In June 1996, less than two months after the tragedy, David Breashears told me, on the record, "I'm sorry, but it was incredibly irresponsible for Anatoli to climb without gas. No matter how strong you are, you are right at your limit when you climb Everest without oxygen. You aren't in a position to help your clients. Anatoli is dissembling when he says the reason he went down is that Scott sent him down to make tea. There were Sherpas waiting at the South Col to make tea. The only place an Everest guide should be is either with his clients or right behind them, breathing bottled oxygen, ready to provide assistance."
In his comments published in Salon, DeWalt scoffs at the large number of people who have provided what he calls "celebrity endorsements" for "Into Thin Air." I would remind him that many of the widely respected mountaineers who have publicly vouched for the accuracy and integrity of my book are not merely well known, they were actually present on Everest when the tragedy occurred (something that cannot be said for DeWalt).
Moreover, DeWalt himself resorts to a "celebrity endorsement" by suggesting that Reinhold Messner -- the most accomplished and respected mountaineer of the modern era -- approved of Boukreev's actions on Everest in 1996. DeWalt did this in his comments in Salon, he did it on page 231 of "The Climb" (page 265 in the paperback edition) and he has done it numerous times in the course of promoting his book. Like so many other assertions he made in print and elsewhere, however, this is a conscious fabrication.

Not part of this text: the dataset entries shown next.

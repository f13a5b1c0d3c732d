//! Gemini `generateContent` client with the computer-use tool enabled.

use std::time::Duration;

use async_trait::async_trait;
use reqwest::Client;
use serde::{Deserialize, Serialize};
use serde_json::{Map, Value};
use tracing::{debug, info};

use crate::brain::{Candidate, InferenceClient, ModelResponse};
use crate::error::InferenceError;
use crate::history::Conversation;
use crate::types::{ActionOutcome, Args, Role, Screenshot, Segment, Turn};

pub const DEFAULT_MODEL: &str = "gemini-2.5-computer-use-preview-10-2025";
pub const DEFAULT_ENDPOINT: &str = "https://generativelanguage.googleapis.com/v1beta";

const MALFORMED_FUNCTION_CALL: &str = "MALFORMED_FUNCTION_CALL";

#[derive(Debug, Clone, Copy, PartialEq, Serialize)]
#[serde(rename_all = "camelCase")]
pub struct GenerationConfig {
    pub temperature: f64,
    pub top_p: f64,
    pub top_k: u32,
    pub max_output_tokens: u32,
}

impl Default for GenerationConfig {
    fn default() -> Self {
        Self {
            temperature: 1.0,
            top_p: 0.95,
            top_k: 40,
            max_output_tokens: 8192,
        }
    }
}

// ── request ────────────────────────────────────────────────────────────────

#[derive(Debug, Serialize)]
#[serde(rename_all = "camelCase")]
struct GenerateContentRequest {
    contents: Vec<Content>,
    tools: Vec<Tool>,
    generation_config: GenerationConfig,
}

#[derive(Debug, Serialize)]
struct Content {
    role: &'static str,
    parts: Vec<Part>,
}

#[derive(Debug, Default, Serialize)]
#[serde(rename_all = "camelCase")]
struct Part {
    #[serde(skip_serializing_if = "Option::is_none")]
    text: Option<String>,
    #[serde(skip_serializing_if = "Option::is_none")]
    inline_data: Option<Blob>,
    #[serde(skip_serializing_if = "Option::is_none")]
    function_call: Option<FunctionCall>,
    #[serde(skip_serializing_if = "Option::is_none")]
    function_response: Option<FunctionResponse>,
    #[serde(skip_serializing_if = "Option::is_none")]
    thought_signature: Option<String>,
}

#[derive(Debug, Serialize)]
#[serde(rename_all = "camelCase")]
struct Blob {
    mime_type: &'static str,
    data: String,
}

impl From<&Screenshot> for Blob {
    fn from(shot: &Screenshot) -> Self {
        Self {
            mime_type: shot.mime_type(),
            data: shot.to_base64(),
        }
    }
}

#[derive(Debug, Serialize)]
struct FunctionCall {
    name: String,
    args: Args,
}

#[derive(Debug, Serialize)]
struct FunctionResponse {
    name: String,
    response: Map<String, Value>,
    #[serde(skip_serializing_if = "Vec::is_empty")]
    parts: Vec<FunctionResponsePart>,
}

#[derive(Debug, Serialize)]
#[serde(rename_all = "camelCase")]
struct FunctionResponsePart {
    inline_data: Blob,
}

#[derive(Debug, Serialize)]
#[serde(rename_all = "camelCase")]
struct Tool {
    computer_use: ComputerUse,
}

#[derive(Debug, Serialize)]
struct ComputerUse {
    environment: &'static str,
}

// ── response ───────────────────────────────────────────────────────────────

#[derive(Debug, Deserialize)]
struct GenerateContentResponse {
    #[serde(default)]
    candidates: Vec<ResponseCandidate>,
    error: Option<ApiError>,
}

#[derive(Debug, Deserialize)]
#[serde(rename_all = "camelCase")]
struct ResponseCandidate {
    content: Option<ResponseContent>,
    finish_reason: Option<String>,
}

#[derive(Debug, Deserialize)]
struct ResponseContent {
    #[serde(default)]
    parts: Vec<ResponsePart>,
}

#[derive(Debug, Deserialize)]
#[serde(rename_all = "camelCase")]
struct ResponsePart {
    text: Option<String>,
    #[serde(default)]
    thought: bool,
    function_call: Option<ResponseFunctionCall>,
    thought_signature: Option<String>,
}

#[derive(Debug, Deserialize)]
struct ResponseFunctionCall {
    name: String,
    #[serde(default)]
    args: Option<Args>,
}

#[derive(Debug, Deserialize)]
struct ApiError {
    code: Option<u16>,
    message: String,
}

#[derive(Debug, Deserialize)]
struct ErrorEnvelope {
    error: ApiError,
}

// ── client ─────────────────────────────────────────────────────────────────

pub struct GeminiClient {
    http: Client,
    api_key: String,
    model: String,
    endpoint: String,
    generation: GenerationConfig,
}

impl GeminiClient {
    pub fn new(api_key: impl Into<String>, model: impl Into<String>) -> Result<Self, InferenceError> {
        let http = Client::builder()
            .timeout(Duration::from_secs(300))
            .build()?;
        Ok(Self {
            http,
            api_key: api_key.into(),
            model: model.into(),
            endpoint: DEFAULT_ENDPOINT.to_string(),
            generation: GenerationConfig::default(),
        })
    }

    pub fn with_endpoint(mut self, endpoint: impl Into<String>) -> Self {
        self.endpoint = endpoint.into().trim_end_matches('/').to_string();
        self
    }

    pub fn with_generation_config(mut self, generation: GenerationConfig) -> Self {
        self.generation = generation;
        self
    }

    fn url(&self) -> String {
        let model = self.model.strip_prefix("models/").unwrap_or(&self.model);
        format!("{}/models/{model}:generateContent", self.endpoint)
    }

    fn request(&self, conversation: &Conversation) -> GenerateContentRequest {
        GenerateContentRequest {
            contents: conversation.turns().iter().map(to_content).collect(),
            tools: vec![Tool {
                computer_use: ComputerUse {
                    environment: "ENVIRONMENT_BROWSER",
                },
            }],
            generation_config: self.generation,
        }
    }
}

#[async_trait]
impl InferenceClient for GeminiClient {
    async fn generate(&self, conversation: &Conversation) -> Result<ModelResponse, InferenceError> {
        info!(model = %self.model, turns = conversation.len(), "asking model for next step");

        let response = self
            .http
            .post(self.url())
            .header("x-goog-api-key", &self.api_key)
            .json(&self.request(conversation))
            .send()
            .await?;

        let status = response.status();
        if !status.is_success() {
            let body = response.text().await.unwrap_or_default();
            let message = serde_json::from_str::<ErrorEnvelope>(&body)
                .map(|envelope| envelope.error.message)
                .unwrap_or(body);
            return Err(InferenceError::Api {
                status: status.as_u16(),
                message,
            });
        }

        let body: GenerateContentResponse = response
            .json()
            .await
            .map_err(|e| InferenceError::Decode(e.to_string()))?;
        if let Some(err) = body.error {
            return Err(InferenceError::Api {
                status: err.code.unwrap_or(500),
                message: err.message,
            });
        }

        let response = into_model_response(body);
        debug!(?response, "model response");
        Ok(response)
    }
}

fn to_content(turn: &Turn) -> Content {
    let role = match turn.role {
        Role::Initiator => "user",
        Role::Responder => "model",
    };
    Content {
        role,
        parts: turn.segments.iter().map(to_part).collect(),
    }
}

fn to_part(segment: &Segment) -> Part {
    match segment {
        Segment::Text(text) => Part {
            text: Some(text.clone()),
            ..Part::default()
        },
        Segment::SignedText { text, signature } => Part {
            text: Some(text.clone()),
            thought_signature: Some(signature.clone()),
            ..Part::default()
        },
        Segment::Image(shot) => Part {
            inline_data: Some(shot.into()),
            ..Part::default()
        },
        Segment::ActionRequest {
            name,
            args,
            signature,
        } => Part {
            function_call: Some(FunctionCall {
                name: name.clone(),
                args: args.clone(),
            }),
            thought_signature: signature.clone(),
            ..Part::default()
        },
        Segment::ActionResult(outcome) => Part {
            function_response: Some(function_response(outcome)),
            ..Part::default()
        },
    }
}

fn function_response(outcome: &ActionOutcome) -> FunctionResponse {
    let mut response = Map::new();
    response.insert("url".into(), Value::String(outcome.url.clone()));
    if outcome.safety_acknowledged {
        response.insert("safety_acknowledgement".into(), Value::String("true".into()));
    }
    if let Some(error) = &outcome.error {
        response.insert("error".into(), Value::String(error.clone()));
    }
    FunctionResponse {
        name: outcome.name.clone(),
        response,
        parts: outcome
            .screenshot
            .iter()
            .map(|shot| FunctionResponsePart {
                inline_data: shot.into(),
            })
            .collect(),
    }
}

fn into_model_response(body: GenerateContentResponse) -> ModelResponse {
    let Some(candidate) = body.candidates.into_iter().next() else {
        return ModelResponse { candidate: None };
    };

    let malformed = candidate.finish_reason.as_deref() == Some(MALFORMED_FUNCTION_CALL);
    let segments = candidate
        .content
        .map(|content| content.parts)
        .unwrap_or_default()
        .into_iter()
        // thought summaries are not part of the answer
        .filter(|part| !part.thought)
        .filter_map(|part| match (part.function_call, part.text, part.thought_signature) {
            (Some(call), _, signature) => Some(Segment::ActionRequest {
                name: call.name,
                args: call.args.unwrap_or_default(),
                signature,
            }),
            (None, Some(text), Some(signature)) => Some(Segment::SignedText { text, signature }),
            (None, Some(text), None) => Some(Segment::Text(text)),
            (None, None, _) => None,
        })
        .collect();

    ModelResponse {
        candidate: Some(Candidate {
            turn: Turn::responder(segments),
            malformed,
        }),
    }
}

In February 1998, during a meeting with me in New York, Messner stated into a tape recorder, without equivocation, that he thought Boukreev was wrong to descend ahead of his clients. Messner speculated on the record that had Boukreev remained with his clients, the outcome of the tragedy might have been quite different, then declared, "No one should guide Everest without using bottled oxygen." Messner also said that he thought "Into Thin Air" was "a very honest book" and "a very important book."
I have no doubt that Boukreev's intentions were good on summit day. Even though I have written critically about some of his actions, I have always been quick to emphasize that he performed heroically when disaster struck in the pre-dawn hours of May 11. He saved the lives of Sandy Pittman and Charlotte Fox, at considerable risk to his own safety -- I have said as much on many occasions, in many places. I admire Boukreev immensely for going out alone in the storm, when the rest of us were lying helpless in our tents, and bringing in the lost climbers. But some of the decisions he made earlier in the day and earlier in the expedition are nevertheless troubling, and simply could not be ignored by a journalist committed to writing a thorough account of the disaster.
I was sent to Nepal on assignment specifically to write about guided expeditions on the world's highest mountain. It was my professional obligation to assess the qualifications of the guides and clients, and to provide the reading public with a discriminating, firsthand look at the reality of how Everest is guided. I also believe quite strongly that I had a duty -- to the other survivors, to the grieving families, to the historical record and to my companions who did not come home -- to provide a full report of what happened on Everest in 1996, regardless of how that report would be received. And that's what I did, relying on my extensive experience as a journalist and a mountaineer to provide the most accurate, most honest account possible.